第7話 厨二病

ガイが魔法を習得してきた。氷を作れるようになったのだ。

何も無いところから氷が現れる。なんとも不思議な光景だ。


「これ結構大変なんだよ。小さい氷作るだけで結構魔素を集めないといけないんだ」


そう言いながらガイは作り出した氷をコップに入れて冷たい水を飲んでいる。


いやそれよりも


「で!魔素の集め方は!?」


私にとっちゃ氷が現れる不思議よりも、魔素を感知する方が大切なんだ。


「落ち着けって。まず、言葉で言っても分かんない。俺もわかんなかった。だから他の人が魔法を使うところを近くで見て、それでなんとなくこれかもって物を意識してたらできるようになったんだ。だからって何度も見せられないからな?疲れるし」


先手を打たれた。

何度も氷を作らせてしまえばいいやと思ったのに。


「じゃあもう1回見せてよ」


「あと1回で勘弁してくれ」


そういいながらガイは掌をコップに向ける。

「氷よ、氷よ、我が手によりて姿を顕せ」


キラキラと光る粒が集まり形を成し、氷が現れ、コップに落ちた。まだ中身の残っていたコップに氷が落とされ、中身が溢れた。


「あ」


コップを持ち上げテーブルを拭くガイ。

なんとも締まらない結果だけど、それでも分かったことがある。

あのキラキラした粒が魔素なのかもしれない。

空気中にあんなキラキラした粒が溢れてたら眩しくて仕方ないが、氷になる前、確かにキラキラの粒が集まってきたのだ。
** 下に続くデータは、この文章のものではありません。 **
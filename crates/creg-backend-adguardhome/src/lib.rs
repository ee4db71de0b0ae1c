// # AdGuardHome Backend
//
// Publishes services as DNS rewrites: `<service><domain suffix>` answers
// with the forward address. Containers can add explicit rewrites through the
// dns label (`creg.dns=nas.lan,10.0.0.9`).
//
// Rewrites have no metadata, so ownership for purge is inferred: a rewrite
// is creg's when its domain ends with the configured suffix and it answers
// with the forward address.
//
// ## API Reference
//
// - List: GET `/control/rewrite/list`
// - Add: POST `/control/rewrite/add` `{"domain", "answer"}`
// - Delete: POST `/control/rewrite/delete` `{"domain", "answer"}`
//
// Authentication is HTTP basic auth; the password is never logged.

use async_trait::async_trait;
use creg_core::config::{BackendConfig, CregConfig};
use creg_core::traits::{Backend, BackendFactory, Registration, RegistryClient, RegistryRecord};
use creg_core::{BackendSettings, Error, KeyScheme, RegistryBackend, Result};
use serde::{Deserialize, Serialize};
use std::collections::BTreeMap;
use std::time::Duration;
use tracing::debug;

/// Default HTTP timeout for control API requests
const DEFAULT_HTTP_TIMEOUT: Duration = Duration::from_secs(10);

/// One DNS rewrite
#[derive(Debug, Clone, PartialEq, Eq, Serialize, Deserialize)]
pub struct Rewrite {
    pub domain: String,
    pub answer: String,
}

impl From<&Registration> for Rewrite {
    fn from(registration: &Registration) -> Self {
        Self {
            domain: registration.id.clone(),
            answer: registration.address.clone(),
        }
    }
}

/// What `register` has to do to make `wanted` the only rewrite for its domain
#[derive(Debug, Default, PartialEq, Eq)]
pub struct RewritePlan {
    /// Stale answers for the same domain
    pub delete: Vec<Rewrite>,
    /// Whether `wanted` still has to be added
    pub add: bool,
}

/// Compare the current rewrites against `wanted`
pub fn plan_upsert(current: &[Rewrite], wanted: &Rewrite) -> RewritePlan {
    let mut plan = RewritePlan {
        delete: Vec::new(),
        add: true,
    };

    for rewrite in current.iter().filter(|r| r.domain == wanted.domain) {
        if rewrite.answer == wanted.answer {
            plan.add = false;
        } else {
            plan.delete.push(rewrite.clone());
        }
    }
    plan
}

struct Credentials {
    user: String,
    password: String,
}

/// AdGuardHome control API client
pub struct AdGuardHomeClient {
    address: String,
    credentials: Option<Credentials>,
    client: reqwest::Client,
}

impl std::fmt::Debug for AdGuardHomeClient {
    fn fmt(&self, f: &mut std::fmt::Formatter<'_>) -> std::fmt::Result {
        f.debug_struct("AdGuardHomeClient")
            .field("address", &self.address)
            .field("user", &self.credentials.as_ref().map(|c| c.user.as_str()))
            .field("password", &self.credentials.as_ref().map(|_| "<REDACTED>"))
            .finish()
    }
}

impl AdGuardHomeClient {
    /// Create a client; `auth` is `user:password`
    pub fn new(address: impl Into<String>, auth: Option<&str>) -> Result<Self> {
        let credentials = match auth {
            None | Some("") => None,
            Some(auth) => {
                let (user, password) = auth
                    .split_once(':')
                    .ok_or_else(|| Error::config("AdGuardHome auth must be 'user:password'"))?;
                Some(Credentials {
                    user: user.to_string(),
                    password: password.to_string(),
                })
            }
        };

        let client = reqwest::Client::builder()
            .timeout(DEFAULT_HTTP_TIMEOUT)
            .build()
            .map_err(|e| Error::http(format!("failed to build HTTP client: {}", e)))?;

        Ok(Self {
            address: address.into().trim_end_matches('/').to_string(),
            credentials,
            client,
        })
    }

    async fn send(&self, request: reqwest::RequestBuilder, what: &str) -> Result<reqwest::Response> {
        let request = match &self.credentials {
            Some(c) => request.basic_auth(&c.user, Some(&c.password)),
            None => request,
        };

        let response = request
            .send()
            .await
            .map_err(|e| Error::registry("adguardhome", format!("{}: HTTP request failed: {}", what, e)))?;

        if response.status().is_success() {
            return Ok(response);
        }

        let status = response.status();
        let body = response
            .text()
            .await
            .unwrap_or_else(|_| "Unable to read error response".to_string());

        Err(match status.as_u16() {
            401 | 403 => Error::registry(
                "adguardhome",
                format!("{}: authentication failed. Status: {}", what, status),
            ),
            _ => Error::registry("adguardhome", format!("{}: {} - {}", what, status, body.trim())),
        })
    }

    /// Every configured rewrite
    pub async fn rewrites(&self) -> Result<Vec<Rewrite>> {
        let request = self
            .client
            .get(format!("{}/control/rewrite/list", self.address));
        let response = self.send(request, "list rewrites").await?;

        // AdGuardHome answers `null` when there are no rewrites
        let rewrites: Option<Vec<Rewrite>> = response
            .json()
            .await
            .map_err(|e| Error::registry("adguardhome", format!("failed to parse rewrites: {}", e)))?;
        Ok(rewrites.unwrap_or_default())
    }

    async fn post(&self, op: &str, rewrite: &Rewrite) -> Result<()> {
        let request = self
            .client
            .post(format!("{}/control/rewrite/{}", self.address, op))
            .json(rewrite);
        self.send(request, op).await?;
        debug!(op = %op, domain = %rewrite.domain, answer = %rewrite.answer, "Rewrite updated");
        Ok(())
    }
}

#[async_trait]
impl RegistryClient for AdGuardHomeClient {
    async fn register(&self, registration: &Registration) -> Result<()> {
        let wanted = Rewrite::from(registration);
        let plan = plan_upsert(&self.rewrites().await?, &wanted);

        for stale in &plan.delete {
            self.post("delete", stale).await?;
        }
        if plan.add {
            self.post("add", &wanted).await?;
        }
        Ok(())
    }

    async fn deregister(&self, id: &str) -> Result<()> {
        for rewrite in self.rewrites().await?.iter().filter(|r| r.domain == id) {
            self.post("delete", rewrite).await?;
        }
        Ok(())
    }

    async fn list_all(&self) -> Result<BTreeMap<String, RegistryRecord>> {
        Ok(self
            .rewrites()
            .await?
            .into_iter()
            .map(|r| {
                let record = RegistryRecord {
                    id: r.domain.clone(),
                    name: r.domain.clone(),
                    address: r.answer,
                    ..Default::default()
                };
                (r.domain, record)
            })
            .collect())
    }

    async fn delete_by_prefix(&self, prefix: &str) -> Result<()> {
        for rewrite in self
            .rewrites()
            .await?
            .iter()
            .filter(|r| r.domain.starts_with(prefix))
        {
            self.post("delete", rewrite).await?;
        }
        Ok(())
    }

    fn client_name(&self) -> &'static str {
        "adguardhome"
    }
}

/// Factory for AdGuardHome backends
pub struct AdGuardHomeFactory;

impl BackendFactory for AdGuardHomeFactory {
    fn create(&self, config: &BackendConfig, global: &CregConfig) -> Result<Box<dyn Backend>> {
        match config {
            BackendConfig::AdGuardHome {
                address,
                auth,
                domain_suffix,
                ..
            } => {
                if address.is_empty() {
                    return Err(Error::config("AdGuardHome address is required"));
                }

                let client = AdGuardHomeClient::new(address.clone(), auth.as_deref())?;
                let settings = BackendSettings::from_config(config.name(), global);
                let scheme = KeyScheme::Dns {
                    domain_suffix: domain_suffix.clone(),
                };

                Ok(Box::new(RegistryBackend::new(Box::new(client), settings, scheme)))
            }
            _ => Err(Error::config("Invalid config for adguardhome backend")),
        }
    }
}

/// Register the AdGuardHome backend with a registry
pub fn register(registry: &creg_core::PluginRegistry) {
    registry.register_backend("adguardhome", Box::new(AdGuardHomeFactory));
}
ところであの厨二臭いセリフはなんだ。詠唱と言うやつか?魔法を使うために詠唱が必要ならちょっと…こう背中がゾワゾワするな。


「ふぅ……」


氷水を飲み干して、一息つくガイ。


「今日はこれで店じまいだな。もう疲れちゃったよ」


「ありがと、なんか分かった気がする。でも、あの『氷よ〜』ってやつは必要なの?」


「ん?そりゃいるよ。魔法だもん」


そうかぁ…。魔法だもんなぁ……。練習は人目がないところでやらなきゃな。



……3人家族なのに人目もくそもあったもんじゃないな。部屋でやろ。




「さて」


ベッドに座ってさっきのキラキラを思い出す。

とりあえずあのキラキラが魔素なのだとして、それを集めるところから始めないと魔法は使えない。
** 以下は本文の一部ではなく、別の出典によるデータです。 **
//! Environment configuration
//!
//! Builds a [`CregConfig`] from `CREG_*` variables, or from the JSON file
//! named by `CREG_CONFIG_FILE`. Parsing goes through a lookup function so it
//! can be exercised without touching the process environment.

use anyhow::{Context, Result};
use creg_core::config::{BackendConfig, CregConfig, DEFAULT_NAMESPACE, DEFAULT_PODMAN_SOCKET, SourceConfig};
use tracing::Level;

/// Everything the daemon needs to start
#[derive(Debug, Clone)]
pub struct DaemonConfig {
    pub creg: CregConfig,
    pub log_level: String,
}

impl DaemonConfig {
    /// Load configuration from environment variables
    pub fn from_env() -> Result<Self> {
        Self::from_lookup(|key| std::env::var(key).ok())
    }

    /// Load configuration through `lookup`
    pub fn from_lookup(lookup: impl Fn(&str) -> Option<String>) -> Result<Self> {
        let log_level = lookup("CREG_LOG_LEVEL").unwrap_or_else(|| "info".to_string());

        let creg = match lookup("CREG_CONFIG_FILE").filter(|p| !p.is_empty()) {
            Some(path) => {
                let raw = std::fs::read_to_string(&path)
                    .with_context(|| format!("failed to read CREG_CONFIG_FILE {}", path))?;
                serde_json::from_str(&raw)
                    .with_context(|| format!("failed to parse CREG_CONFIG_FILE {}", path))?
            }
            None => creg_from_lookup(&lookup)?,
        };

        Ok(Self { creg, log_level })
    }

    /// Validate the configuration
    pub fn validate(&self) -> Result<()> {
        self.creg.validate()?;

        if parse_level(&self.log_level).is_none() {
            anyhow::bail!(
                "CREG_LOG_LEVEL '{}' is not valid. \
                Valid levels: trace, debug, info, warn, error",
                self.log_level
            );
        }

        Ok(())
    }

    /// Tracing level; info when unset or invalid
    pub fn level(&self) -> Level {
        parse_level(&self.log_level).unwrap_or(Level::INFO)
    }
}

fn parse_level(level: &str) -> Option<Level> {
    match level.to_lowercase().as_str() {
        "trace" => Some(Level::TRACE),
        "debug" => Some(Level::DEBUG),
        "info" => Some(Level::INFO),
        "warn" => Some(Level::WARN),
        "error" => Some(Level::ERROR),
        _ => None,
    }
}

fn list(value: Option<String>) -> Vec<String> {
    value
        .unwrap_or_default()
        .split(',')
        .map(|s| s.trim().to_string())
        .filter(|s| !s.is_empty())
        .collect()
}

fn flag(lookup: &impl Fn(&str) -> Option<String>, key: &str, default: bool) -> Result<bool> {
    match lookup(key) {
        None => Ok(default),
        Some(value) => match value.trim().to_lowercase().as_str() {
            "" => Ok(default),
            "1" | "true" | "yes" | "on" => Ok(true),
            "0" | "false" | "no" | "off" => Ok(false),
            other => anyhow::bail!("{} must be a boolean (true/false). Got: {}", key, other),
        },
    }
}

fn number<T: std::str::FromStr>(
    lookup: &impl Fn(&str) -> Option<String>,
    key: &str,
    default: T,
) -> Result<T> {
    match lookup(key).filter(|v| !v.trim().is_empty()) {
        None => Ok(default),
        Some(value) => value
            .trim()
            .parse()
            .map_err(|_| anyhow::anyhow!("{} must be a number. Got: {}", key, value)),
    }
}

fn required(lookup: &impl Fn(&str) -> Option<String>, key: &str, needed_by: &str) -> Result<String> {
    match lookup(key).filter(|v| !v.is_empty()) {
        Some(value) => Ok(value),
        None => anyhow::bail!(
            "{} is required when {} is enabled. Set it via: export {}=...",
            key,
            needed_by,
            key
        ),
    }
}

fn creg_from_lookup(lookup: &impl Fn(&str) -> Option<String>) -> Result<CregConfig> {
    let instance_id = lookup("CREG_ID")
        .or_else(|| lookup("HOSTNAME"))
        .filter(|id| !id.is_empty())
        .unwrap_or_else(|| "creg".to_string());

    let forward_address = lookup("CREG_ADDRESS").unwrap_or_default();
    if forward_address.is_empty() {
        anyhow::bail!(
            "CREG_ADDRESS is required. \
            Set it via: export CREG_ADDRESS=10.0.0.5"
        );
    }

    let mut config = CregConfig::new(instance_id, forward_address);
    config.static_tags = list(lookup("CREG_TAGS"));
    if let Some(namespace) = lookup("CREG_NAMESPACE").filter(|n| !n.is_empty()) {
        config.namespace = namespace;
    }

    if let Some(label) = lookup("CREG_ENABLE_LABEL") {
        config.labels.enable = label.trim().to_string();
    }

    let engine = &mut config.engine;
    engine.purge_on_start = flag(lookup, "CREG_PURGE_ON_START", engine.purge_on_start)?;
    engine.refresh_on_start = flag(lookup, "CREG_REFRESH_ON_START", engine.refresh_on_start)?;
    engine.use_host_ports = flag(lookup, "CREG_USE_HOST_PORTS", engine.use_host_ports)?;
    engine.call_timeout_secs = number(lookup, "CREG_CALL_TIMEOUT_SECS", engine.call_timeout_secs)?;
    engine.output_buffer = number(lookup, "CREG_OUTPUT_BUFFER", engine.output_buffer)?;
    engine.shutdown_timeout_secs =
        number(lookup, "CREG_SHUTDOWN_TIMEOUT_SECS", engine.shutdown_timeout_secs)?;

    let mut sources = list(lookup("CREG_SOURCES"));
    if sources.is_empty() {
        sources.push("docker".to_string());
    }
    for source in sources {
        config.sources.push(match source.as_str() {
            "docker" => SourceConfig::Docker {
                socket: lookup("CREG_DOCKER_SOCKET").filter(|s| !s.is_empty()),
            },
            "podman" => SourceConfig::Podman {
                socket: lookup("CREG_PODMAN_SOCKET")
                    .filter(|s| !s.is_empty())
                    .unwrap_or_else(|| DEFAULT_PODMAN_SOCKET.to_string()),
            },
            other => anyhow::bail!(
                "CREG_SOURCES entry '{}' is not supported. \
                Supported sources: docker, podman",
                other
            ),
        });
    }

    let backends = list(lookup("CREG_BACKENDS"));
    if backends.is_empty() {
        anyhow::bail!(
            "CREG_BACKENDS must name at least one backend. \
            Set it via: export CREG_BACKENDS=consul,etcd"
        );
    }
    for backend in backends {
        config.backends.push(match backend.as_str() {
            "consul" => BackendConfig::Consul {
                address: required(lookup, "CREG_CONSUL_ADDRESS", "consul")?,
                token: lookup("CREG_CONSUL_TOKEN").filter(|t| !t.is_empty()),
                name: None,
            },
            "etcd" => BackendConfig::Etcd {
                endpoint: required(lookup, "CREG_ETCD_ENDPOINT", "etcd")?,
                namespace: lookup("CREG_ETCD_NAMESPACE")
                    .filter(|n| !n.is_empty())
                    .unwrap_or_else(|| DEFAULT_NAMESPACE.to_string()),
                name: None,
            },
            "adguardhome" => BackendConfig::AdGuardHome {
                address: required(lookup, "CREG_ADGUARD_ADDRESS", "adguardhome")?,
                auth: lookup("CREG_ADGUARD_AUTH").filter(|a| !a.is_empty()),
                domain_suffix: required(lookup, "CREG_ADGUARD_DOMAIN_SUFFIX", "adguardhome")?,
                name: None,
            },
            "debug" => BackendConfig::Debug { name: None },
            other => anyhow::bail!(
                "CREG_BACKENDS entry '{}' is not supported. \
                Supported backends: consul, etcd, adguardhome, debug",
                other
            ),
        });
    }

    Ok(config)
}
誰も見ていないのに、何となく周りを気にしてキョロキョロしてしまう。

厨二臭いセリフはやっぱり恥ずかしいんだよ、おっさんにはね。


魔素集めても何もしなければ霧散して消えるのなら、詠唱は要らないかもなぁと思い付き、黙って集中する。


(魔素……キラキラ……魔素……手に……キラキラ)


手の甲を膝に乗せ、掌を上に向け、意識を集中する。



キラッ



「光った!」


一瞬光ったけど、驚いたせいで消えてしまった。

もっと集中しなきゃ。


(ん〜〜〜〜〜)


キラッ

キラキラ


掌にキラキラとした粒が集まってきた。

これをもっと集めて、詠唱すればガイのように氷を作れるかもしれない。


これが魔素。綺麗だ。中身おっさんでもこのキラキラには心が踊る。もう少しで魔法が使えるという事実が更に心を踊らせた。


時間にして30秒くらい。ガイが集めた魔素より少し少ないくらいでどっと疲労感がきた。

キラキラした塊はふわっと消えた。


「はぁ……確かにこれは疲れる」


100m走を全力で走った後みたいだ。

なら、鍛えればもっと楽にできるかもしれない。

実際に魔法を使うのはもう少し後でいい。厨二病詠唱はまだ勇気が足りない。それまでは魔素集める訓練をしてみよう。


ワクワクしながらベッドに倒れ込む。

部屋の外で母が微笑みながらその様子を見ていたのだった。